Entries provided ::

□ □ □

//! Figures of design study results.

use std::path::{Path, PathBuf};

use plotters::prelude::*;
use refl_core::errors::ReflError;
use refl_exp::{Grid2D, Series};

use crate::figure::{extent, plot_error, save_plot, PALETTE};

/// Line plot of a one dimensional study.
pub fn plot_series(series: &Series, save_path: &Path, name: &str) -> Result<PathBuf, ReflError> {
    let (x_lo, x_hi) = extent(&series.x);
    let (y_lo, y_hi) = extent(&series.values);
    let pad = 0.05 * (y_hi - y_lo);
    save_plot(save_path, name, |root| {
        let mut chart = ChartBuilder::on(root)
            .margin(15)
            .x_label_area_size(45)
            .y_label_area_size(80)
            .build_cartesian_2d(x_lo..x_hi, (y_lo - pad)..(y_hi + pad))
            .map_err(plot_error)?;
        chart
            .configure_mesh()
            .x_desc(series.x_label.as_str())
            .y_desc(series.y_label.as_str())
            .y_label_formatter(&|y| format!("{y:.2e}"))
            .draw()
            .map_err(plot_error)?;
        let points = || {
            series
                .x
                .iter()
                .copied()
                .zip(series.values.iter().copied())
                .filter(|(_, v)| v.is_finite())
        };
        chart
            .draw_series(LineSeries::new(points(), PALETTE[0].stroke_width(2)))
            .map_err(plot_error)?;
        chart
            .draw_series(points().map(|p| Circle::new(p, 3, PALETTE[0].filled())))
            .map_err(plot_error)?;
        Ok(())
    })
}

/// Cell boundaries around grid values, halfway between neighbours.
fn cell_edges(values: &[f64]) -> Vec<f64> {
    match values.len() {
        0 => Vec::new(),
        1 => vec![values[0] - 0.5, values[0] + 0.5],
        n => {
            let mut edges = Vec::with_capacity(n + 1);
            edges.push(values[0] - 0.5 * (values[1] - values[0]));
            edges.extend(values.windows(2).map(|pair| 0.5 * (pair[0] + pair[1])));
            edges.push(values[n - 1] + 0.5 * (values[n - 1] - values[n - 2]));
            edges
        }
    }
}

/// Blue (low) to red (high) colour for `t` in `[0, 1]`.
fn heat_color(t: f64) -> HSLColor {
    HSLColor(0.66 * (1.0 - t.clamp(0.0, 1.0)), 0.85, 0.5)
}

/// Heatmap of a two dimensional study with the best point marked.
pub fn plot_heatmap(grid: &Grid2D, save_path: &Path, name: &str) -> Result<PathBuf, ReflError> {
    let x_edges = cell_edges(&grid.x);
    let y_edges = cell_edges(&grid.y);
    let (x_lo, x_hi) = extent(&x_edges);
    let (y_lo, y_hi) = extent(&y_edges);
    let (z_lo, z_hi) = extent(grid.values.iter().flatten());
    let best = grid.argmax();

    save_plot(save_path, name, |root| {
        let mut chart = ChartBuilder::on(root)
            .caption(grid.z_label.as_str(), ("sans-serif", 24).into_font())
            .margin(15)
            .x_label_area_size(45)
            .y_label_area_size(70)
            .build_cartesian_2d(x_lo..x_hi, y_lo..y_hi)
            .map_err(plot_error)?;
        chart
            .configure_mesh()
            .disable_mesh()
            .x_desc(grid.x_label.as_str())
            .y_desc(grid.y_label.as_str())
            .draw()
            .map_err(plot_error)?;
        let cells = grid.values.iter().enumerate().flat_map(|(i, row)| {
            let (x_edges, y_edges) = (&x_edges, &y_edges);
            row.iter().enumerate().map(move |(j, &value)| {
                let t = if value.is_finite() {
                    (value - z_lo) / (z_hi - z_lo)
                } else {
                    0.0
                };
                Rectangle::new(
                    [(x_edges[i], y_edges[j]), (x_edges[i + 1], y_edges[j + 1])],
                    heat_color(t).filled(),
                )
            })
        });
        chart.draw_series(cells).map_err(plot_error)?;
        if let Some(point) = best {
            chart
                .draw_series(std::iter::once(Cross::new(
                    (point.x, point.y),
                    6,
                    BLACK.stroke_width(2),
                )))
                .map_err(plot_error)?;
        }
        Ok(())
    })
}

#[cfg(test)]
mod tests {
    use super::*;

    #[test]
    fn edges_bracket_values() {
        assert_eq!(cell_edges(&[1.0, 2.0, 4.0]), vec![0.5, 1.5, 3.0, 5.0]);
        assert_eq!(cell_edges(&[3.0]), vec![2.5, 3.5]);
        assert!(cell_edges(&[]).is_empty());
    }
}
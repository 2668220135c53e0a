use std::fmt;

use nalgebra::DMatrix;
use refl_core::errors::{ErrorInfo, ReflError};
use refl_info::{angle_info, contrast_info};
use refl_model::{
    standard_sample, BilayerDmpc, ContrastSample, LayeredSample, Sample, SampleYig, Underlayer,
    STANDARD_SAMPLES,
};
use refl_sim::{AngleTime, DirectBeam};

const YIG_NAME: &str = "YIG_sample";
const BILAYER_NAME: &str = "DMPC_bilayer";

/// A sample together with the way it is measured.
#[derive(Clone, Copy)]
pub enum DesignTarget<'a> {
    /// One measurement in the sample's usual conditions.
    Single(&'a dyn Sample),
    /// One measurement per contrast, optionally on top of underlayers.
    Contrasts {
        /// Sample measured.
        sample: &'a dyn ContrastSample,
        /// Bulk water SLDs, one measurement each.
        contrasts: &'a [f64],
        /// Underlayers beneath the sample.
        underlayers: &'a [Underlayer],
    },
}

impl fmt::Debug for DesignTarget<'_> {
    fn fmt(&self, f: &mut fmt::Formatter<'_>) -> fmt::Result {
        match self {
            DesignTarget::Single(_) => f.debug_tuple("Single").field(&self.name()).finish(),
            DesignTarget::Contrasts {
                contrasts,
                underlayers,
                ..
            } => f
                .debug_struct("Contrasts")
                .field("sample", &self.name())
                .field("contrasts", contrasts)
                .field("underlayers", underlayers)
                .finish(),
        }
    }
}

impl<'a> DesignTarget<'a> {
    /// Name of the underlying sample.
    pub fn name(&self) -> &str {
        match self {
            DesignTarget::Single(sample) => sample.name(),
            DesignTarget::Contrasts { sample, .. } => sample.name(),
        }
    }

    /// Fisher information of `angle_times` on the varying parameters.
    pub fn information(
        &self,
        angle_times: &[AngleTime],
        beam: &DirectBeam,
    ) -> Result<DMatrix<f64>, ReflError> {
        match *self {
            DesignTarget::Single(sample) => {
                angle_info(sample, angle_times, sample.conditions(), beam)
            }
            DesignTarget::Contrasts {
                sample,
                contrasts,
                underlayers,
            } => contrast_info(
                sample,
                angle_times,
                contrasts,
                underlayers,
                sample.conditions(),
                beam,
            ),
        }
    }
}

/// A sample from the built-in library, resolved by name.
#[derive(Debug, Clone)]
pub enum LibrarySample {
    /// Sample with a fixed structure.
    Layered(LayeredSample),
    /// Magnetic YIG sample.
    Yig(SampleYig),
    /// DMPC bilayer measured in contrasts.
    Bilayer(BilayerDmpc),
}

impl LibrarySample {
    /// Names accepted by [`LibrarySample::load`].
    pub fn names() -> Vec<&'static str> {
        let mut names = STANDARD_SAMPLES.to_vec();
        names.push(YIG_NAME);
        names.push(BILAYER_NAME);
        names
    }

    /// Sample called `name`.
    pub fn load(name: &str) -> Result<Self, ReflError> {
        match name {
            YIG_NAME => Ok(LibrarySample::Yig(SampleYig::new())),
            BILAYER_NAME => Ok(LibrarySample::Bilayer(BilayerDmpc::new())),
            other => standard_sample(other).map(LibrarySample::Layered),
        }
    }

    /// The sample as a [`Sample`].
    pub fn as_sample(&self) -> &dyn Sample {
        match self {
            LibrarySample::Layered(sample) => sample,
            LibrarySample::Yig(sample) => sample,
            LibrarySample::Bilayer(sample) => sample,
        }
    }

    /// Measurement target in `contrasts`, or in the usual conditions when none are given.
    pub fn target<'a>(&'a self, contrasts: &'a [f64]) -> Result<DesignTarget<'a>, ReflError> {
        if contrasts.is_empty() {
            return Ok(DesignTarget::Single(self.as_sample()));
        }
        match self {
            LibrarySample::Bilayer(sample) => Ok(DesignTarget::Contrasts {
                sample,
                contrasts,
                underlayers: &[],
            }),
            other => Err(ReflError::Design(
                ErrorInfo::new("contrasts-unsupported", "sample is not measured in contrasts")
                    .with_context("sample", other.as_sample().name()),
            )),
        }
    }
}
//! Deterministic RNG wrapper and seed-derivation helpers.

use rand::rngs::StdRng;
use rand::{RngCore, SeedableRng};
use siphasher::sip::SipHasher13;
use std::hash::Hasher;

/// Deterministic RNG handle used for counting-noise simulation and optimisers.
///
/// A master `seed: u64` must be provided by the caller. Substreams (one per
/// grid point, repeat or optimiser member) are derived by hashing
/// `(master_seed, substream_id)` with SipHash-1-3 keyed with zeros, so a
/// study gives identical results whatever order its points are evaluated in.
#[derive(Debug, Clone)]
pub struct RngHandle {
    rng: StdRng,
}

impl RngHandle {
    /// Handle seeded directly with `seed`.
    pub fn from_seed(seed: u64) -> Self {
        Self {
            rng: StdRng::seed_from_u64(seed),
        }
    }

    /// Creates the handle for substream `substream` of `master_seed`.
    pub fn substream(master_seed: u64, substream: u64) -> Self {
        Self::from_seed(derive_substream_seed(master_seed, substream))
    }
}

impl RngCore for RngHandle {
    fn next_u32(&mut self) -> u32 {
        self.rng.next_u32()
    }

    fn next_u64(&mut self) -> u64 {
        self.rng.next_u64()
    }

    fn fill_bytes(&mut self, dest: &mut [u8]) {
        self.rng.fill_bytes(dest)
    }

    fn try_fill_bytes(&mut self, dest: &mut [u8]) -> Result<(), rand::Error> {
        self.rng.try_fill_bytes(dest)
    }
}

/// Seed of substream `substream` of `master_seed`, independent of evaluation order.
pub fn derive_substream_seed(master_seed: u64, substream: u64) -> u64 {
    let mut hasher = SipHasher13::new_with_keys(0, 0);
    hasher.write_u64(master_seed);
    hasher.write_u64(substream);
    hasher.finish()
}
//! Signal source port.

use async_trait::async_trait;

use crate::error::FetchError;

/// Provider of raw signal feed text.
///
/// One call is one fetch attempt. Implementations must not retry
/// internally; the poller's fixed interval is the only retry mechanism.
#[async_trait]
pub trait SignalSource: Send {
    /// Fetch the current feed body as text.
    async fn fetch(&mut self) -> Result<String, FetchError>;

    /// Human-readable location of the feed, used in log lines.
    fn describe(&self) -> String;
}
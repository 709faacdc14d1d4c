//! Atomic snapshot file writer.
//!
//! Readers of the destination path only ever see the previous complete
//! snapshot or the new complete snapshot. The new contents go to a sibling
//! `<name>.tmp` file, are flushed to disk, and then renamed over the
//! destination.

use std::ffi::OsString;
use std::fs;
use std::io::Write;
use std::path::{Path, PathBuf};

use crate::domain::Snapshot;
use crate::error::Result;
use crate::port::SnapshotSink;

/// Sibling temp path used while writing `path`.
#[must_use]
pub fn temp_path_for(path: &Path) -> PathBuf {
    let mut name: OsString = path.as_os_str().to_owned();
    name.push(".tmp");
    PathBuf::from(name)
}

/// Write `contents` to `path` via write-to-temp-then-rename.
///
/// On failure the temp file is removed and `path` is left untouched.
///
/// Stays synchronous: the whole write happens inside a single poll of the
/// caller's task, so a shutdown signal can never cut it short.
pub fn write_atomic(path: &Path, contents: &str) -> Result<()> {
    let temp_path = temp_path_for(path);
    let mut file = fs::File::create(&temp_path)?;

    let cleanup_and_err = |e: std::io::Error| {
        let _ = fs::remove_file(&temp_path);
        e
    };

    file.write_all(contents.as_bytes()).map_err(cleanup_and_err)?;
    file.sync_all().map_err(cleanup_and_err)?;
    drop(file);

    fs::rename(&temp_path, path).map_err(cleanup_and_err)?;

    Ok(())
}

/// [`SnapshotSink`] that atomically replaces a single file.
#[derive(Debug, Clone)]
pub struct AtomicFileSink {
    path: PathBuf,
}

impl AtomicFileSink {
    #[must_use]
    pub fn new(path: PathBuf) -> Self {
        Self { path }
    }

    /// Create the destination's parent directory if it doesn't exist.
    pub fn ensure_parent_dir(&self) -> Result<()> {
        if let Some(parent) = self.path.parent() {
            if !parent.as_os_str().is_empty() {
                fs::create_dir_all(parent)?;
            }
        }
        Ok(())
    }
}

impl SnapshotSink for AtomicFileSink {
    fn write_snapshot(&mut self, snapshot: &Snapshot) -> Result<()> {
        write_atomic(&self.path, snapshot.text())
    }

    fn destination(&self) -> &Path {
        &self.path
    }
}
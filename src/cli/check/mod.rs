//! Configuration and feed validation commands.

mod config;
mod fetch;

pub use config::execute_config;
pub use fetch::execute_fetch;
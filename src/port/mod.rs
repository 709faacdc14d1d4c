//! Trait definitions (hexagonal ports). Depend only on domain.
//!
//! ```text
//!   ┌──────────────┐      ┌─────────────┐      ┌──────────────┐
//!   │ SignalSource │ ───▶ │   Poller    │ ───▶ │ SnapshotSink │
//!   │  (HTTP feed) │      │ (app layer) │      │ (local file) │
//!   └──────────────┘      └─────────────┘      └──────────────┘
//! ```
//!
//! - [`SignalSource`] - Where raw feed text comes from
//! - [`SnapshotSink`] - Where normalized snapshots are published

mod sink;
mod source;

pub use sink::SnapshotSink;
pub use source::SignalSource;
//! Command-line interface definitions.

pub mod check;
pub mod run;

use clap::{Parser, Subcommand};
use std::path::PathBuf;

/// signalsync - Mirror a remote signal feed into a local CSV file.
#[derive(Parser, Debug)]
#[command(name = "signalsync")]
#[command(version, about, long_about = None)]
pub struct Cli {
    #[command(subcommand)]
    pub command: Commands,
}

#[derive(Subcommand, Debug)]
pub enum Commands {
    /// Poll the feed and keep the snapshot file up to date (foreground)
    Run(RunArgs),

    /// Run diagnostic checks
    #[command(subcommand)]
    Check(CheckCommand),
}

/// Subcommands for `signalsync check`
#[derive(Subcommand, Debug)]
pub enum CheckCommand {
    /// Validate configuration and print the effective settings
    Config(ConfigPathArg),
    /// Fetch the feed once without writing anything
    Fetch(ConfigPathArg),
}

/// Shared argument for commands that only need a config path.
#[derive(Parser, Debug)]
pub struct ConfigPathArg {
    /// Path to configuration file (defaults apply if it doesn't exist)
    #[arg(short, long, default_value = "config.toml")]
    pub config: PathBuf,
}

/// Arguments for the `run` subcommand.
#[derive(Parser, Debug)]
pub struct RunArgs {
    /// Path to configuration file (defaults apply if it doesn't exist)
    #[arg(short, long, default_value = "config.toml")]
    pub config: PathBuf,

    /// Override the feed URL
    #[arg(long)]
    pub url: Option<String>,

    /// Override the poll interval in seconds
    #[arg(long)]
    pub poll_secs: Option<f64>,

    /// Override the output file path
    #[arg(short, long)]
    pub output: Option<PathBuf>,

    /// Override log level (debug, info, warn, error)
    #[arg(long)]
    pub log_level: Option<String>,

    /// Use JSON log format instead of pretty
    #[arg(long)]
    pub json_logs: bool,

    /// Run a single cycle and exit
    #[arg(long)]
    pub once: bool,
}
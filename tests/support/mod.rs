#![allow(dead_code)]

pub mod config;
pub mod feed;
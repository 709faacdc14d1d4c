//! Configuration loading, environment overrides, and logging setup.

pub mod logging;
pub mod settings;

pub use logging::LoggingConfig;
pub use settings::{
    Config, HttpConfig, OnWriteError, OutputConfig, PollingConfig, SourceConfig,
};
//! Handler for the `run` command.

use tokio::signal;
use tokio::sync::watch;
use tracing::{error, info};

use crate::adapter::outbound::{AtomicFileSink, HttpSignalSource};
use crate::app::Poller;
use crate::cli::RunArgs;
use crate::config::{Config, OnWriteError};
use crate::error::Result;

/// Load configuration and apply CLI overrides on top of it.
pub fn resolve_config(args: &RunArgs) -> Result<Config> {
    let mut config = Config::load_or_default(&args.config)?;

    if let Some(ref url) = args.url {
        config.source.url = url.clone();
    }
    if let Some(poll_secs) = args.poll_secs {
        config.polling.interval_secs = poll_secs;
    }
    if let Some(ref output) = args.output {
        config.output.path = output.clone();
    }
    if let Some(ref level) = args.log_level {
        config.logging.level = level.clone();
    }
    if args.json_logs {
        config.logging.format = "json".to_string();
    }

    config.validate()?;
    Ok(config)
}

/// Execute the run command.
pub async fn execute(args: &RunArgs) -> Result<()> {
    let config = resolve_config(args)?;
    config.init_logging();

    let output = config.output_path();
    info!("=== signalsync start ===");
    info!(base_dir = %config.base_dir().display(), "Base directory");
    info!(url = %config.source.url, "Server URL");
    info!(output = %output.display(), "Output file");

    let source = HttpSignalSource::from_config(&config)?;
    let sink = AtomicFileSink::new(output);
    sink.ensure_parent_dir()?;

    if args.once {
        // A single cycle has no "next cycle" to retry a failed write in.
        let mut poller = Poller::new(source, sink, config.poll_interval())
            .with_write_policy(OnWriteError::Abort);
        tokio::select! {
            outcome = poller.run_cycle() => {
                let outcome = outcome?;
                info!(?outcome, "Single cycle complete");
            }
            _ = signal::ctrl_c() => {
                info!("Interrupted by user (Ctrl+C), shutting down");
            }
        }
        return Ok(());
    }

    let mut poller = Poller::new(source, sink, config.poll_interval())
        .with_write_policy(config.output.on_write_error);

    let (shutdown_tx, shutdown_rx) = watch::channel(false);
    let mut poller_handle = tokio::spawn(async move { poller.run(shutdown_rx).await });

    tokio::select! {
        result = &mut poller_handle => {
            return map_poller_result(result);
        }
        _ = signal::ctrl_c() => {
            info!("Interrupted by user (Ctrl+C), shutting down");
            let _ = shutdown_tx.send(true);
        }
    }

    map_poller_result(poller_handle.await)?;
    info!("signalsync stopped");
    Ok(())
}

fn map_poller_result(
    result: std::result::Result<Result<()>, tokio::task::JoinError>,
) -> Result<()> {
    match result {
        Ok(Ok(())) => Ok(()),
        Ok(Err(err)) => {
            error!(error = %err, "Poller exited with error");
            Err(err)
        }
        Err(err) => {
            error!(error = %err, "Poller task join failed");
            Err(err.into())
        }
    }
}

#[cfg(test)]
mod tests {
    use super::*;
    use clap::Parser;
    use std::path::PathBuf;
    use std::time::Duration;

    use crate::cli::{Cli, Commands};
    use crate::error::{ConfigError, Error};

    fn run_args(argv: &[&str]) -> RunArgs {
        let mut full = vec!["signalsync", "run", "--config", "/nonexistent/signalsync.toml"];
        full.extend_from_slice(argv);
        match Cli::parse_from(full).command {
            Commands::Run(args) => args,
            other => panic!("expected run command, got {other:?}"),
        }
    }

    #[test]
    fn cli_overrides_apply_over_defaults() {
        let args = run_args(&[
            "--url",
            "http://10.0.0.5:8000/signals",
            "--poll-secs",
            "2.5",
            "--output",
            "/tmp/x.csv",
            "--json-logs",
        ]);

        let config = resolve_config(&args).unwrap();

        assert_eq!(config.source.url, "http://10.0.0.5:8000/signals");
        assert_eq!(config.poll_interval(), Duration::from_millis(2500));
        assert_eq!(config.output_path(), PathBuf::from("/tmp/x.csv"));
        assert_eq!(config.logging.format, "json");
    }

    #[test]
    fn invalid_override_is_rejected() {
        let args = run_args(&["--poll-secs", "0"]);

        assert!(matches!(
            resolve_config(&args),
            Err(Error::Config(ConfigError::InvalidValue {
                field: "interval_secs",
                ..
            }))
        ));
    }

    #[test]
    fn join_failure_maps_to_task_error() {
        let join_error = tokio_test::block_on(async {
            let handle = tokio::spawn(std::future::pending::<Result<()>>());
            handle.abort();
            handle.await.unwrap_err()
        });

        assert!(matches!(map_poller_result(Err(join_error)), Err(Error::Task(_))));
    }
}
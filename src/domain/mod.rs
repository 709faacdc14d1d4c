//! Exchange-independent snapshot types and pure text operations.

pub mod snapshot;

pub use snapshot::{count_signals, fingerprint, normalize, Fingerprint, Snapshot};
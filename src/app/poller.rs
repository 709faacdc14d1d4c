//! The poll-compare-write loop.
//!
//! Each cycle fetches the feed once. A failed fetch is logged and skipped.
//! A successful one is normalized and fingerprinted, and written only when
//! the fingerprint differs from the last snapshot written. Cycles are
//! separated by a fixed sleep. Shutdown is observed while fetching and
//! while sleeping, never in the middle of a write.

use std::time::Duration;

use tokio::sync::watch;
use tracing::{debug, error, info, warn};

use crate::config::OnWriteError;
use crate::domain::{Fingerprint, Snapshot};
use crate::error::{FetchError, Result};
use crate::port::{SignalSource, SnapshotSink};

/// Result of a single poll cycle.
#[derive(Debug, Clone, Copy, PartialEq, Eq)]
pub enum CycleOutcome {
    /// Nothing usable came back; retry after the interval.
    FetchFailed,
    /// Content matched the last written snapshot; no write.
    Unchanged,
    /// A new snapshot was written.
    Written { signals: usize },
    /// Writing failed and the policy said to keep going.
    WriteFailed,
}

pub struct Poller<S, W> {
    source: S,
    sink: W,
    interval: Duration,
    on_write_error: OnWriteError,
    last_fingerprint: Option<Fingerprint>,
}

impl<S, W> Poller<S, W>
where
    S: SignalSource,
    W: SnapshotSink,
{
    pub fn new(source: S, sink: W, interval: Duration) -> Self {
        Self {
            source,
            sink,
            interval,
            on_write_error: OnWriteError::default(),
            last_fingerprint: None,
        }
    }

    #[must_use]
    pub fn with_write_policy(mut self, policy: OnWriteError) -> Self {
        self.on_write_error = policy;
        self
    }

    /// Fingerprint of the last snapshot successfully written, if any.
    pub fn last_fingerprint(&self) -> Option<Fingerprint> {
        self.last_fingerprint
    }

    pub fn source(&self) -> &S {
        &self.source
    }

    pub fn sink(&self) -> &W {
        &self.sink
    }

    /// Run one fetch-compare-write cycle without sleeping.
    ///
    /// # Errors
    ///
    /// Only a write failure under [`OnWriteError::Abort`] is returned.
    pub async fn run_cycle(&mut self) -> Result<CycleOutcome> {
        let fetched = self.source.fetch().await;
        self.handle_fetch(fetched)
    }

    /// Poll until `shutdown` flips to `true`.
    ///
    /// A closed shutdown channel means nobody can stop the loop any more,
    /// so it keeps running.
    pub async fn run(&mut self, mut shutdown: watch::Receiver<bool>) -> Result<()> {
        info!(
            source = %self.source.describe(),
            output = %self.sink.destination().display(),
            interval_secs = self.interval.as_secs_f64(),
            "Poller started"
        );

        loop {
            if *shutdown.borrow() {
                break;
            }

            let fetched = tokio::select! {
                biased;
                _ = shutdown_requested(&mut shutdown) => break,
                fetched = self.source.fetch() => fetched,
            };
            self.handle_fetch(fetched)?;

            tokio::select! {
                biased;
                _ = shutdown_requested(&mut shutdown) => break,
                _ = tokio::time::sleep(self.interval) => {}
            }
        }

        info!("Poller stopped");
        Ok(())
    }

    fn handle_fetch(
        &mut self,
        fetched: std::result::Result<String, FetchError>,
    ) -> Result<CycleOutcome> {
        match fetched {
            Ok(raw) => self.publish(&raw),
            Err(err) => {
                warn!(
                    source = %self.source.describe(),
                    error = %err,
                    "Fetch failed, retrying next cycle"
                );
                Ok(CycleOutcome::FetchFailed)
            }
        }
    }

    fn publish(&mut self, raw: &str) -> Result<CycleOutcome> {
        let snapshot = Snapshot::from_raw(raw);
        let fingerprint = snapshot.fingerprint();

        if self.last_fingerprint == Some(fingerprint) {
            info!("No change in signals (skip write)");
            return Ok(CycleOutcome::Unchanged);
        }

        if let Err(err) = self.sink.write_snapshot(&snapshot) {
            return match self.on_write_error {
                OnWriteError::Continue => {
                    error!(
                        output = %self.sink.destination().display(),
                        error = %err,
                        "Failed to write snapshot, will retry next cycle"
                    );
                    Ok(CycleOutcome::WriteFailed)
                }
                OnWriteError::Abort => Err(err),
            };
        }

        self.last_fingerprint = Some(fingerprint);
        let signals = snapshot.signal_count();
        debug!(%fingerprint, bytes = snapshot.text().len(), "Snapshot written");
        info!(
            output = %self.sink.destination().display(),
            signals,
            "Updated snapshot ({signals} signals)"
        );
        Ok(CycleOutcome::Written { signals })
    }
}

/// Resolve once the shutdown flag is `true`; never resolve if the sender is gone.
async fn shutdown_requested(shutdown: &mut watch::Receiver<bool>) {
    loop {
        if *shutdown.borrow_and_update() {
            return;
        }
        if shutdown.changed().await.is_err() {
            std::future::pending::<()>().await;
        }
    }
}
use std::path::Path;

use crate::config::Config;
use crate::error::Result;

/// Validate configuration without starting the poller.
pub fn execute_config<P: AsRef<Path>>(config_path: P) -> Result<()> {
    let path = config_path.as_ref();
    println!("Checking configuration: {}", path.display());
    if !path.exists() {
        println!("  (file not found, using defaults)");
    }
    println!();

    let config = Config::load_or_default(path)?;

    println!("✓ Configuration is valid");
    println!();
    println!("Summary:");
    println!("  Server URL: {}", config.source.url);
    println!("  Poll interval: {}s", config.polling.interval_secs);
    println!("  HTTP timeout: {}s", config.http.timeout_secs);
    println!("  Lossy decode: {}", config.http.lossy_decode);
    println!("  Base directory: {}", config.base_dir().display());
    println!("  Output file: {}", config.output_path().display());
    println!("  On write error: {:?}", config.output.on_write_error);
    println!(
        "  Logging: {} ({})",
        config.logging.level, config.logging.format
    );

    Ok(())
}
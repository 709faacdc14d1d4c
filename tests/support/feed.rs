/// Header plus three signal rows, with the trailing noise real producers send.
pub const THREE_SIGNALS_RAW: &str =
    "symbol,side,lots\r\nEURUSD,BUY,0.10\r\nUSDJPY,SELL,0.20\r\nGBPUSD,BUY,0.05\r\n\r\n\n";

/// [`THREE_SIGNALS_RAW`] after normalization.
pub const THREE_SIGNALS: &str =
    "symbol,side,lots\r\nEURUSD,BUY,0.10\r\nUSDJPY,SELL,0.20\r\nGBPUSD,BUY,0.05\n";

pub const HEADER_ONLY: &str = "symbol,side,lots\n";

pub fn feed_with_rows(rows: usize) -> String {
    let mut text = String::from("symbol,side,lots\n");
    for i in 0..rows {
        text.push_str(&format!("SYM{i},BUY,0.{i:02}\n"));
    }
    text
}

□ □ □

Problem requirements ::
Starting at the line above that contains "failed, retrying next", repeat each line exactly up to and including the line that contains "let fingerprint = snapshot.fingerprint();", and stop there.

Response to the exercise ::
                    "Fetch failed, retrying next cycle"
                );
                Ok(CycleOutcome::FetchFailed)
            }
        }
    }

    fn publish(&mut self, raw: &str) -> Result<CycleOutcome> {
        let snapshot = Snapshot::from_raw(raw);
        let fingerprint = snapshot.fingerprint();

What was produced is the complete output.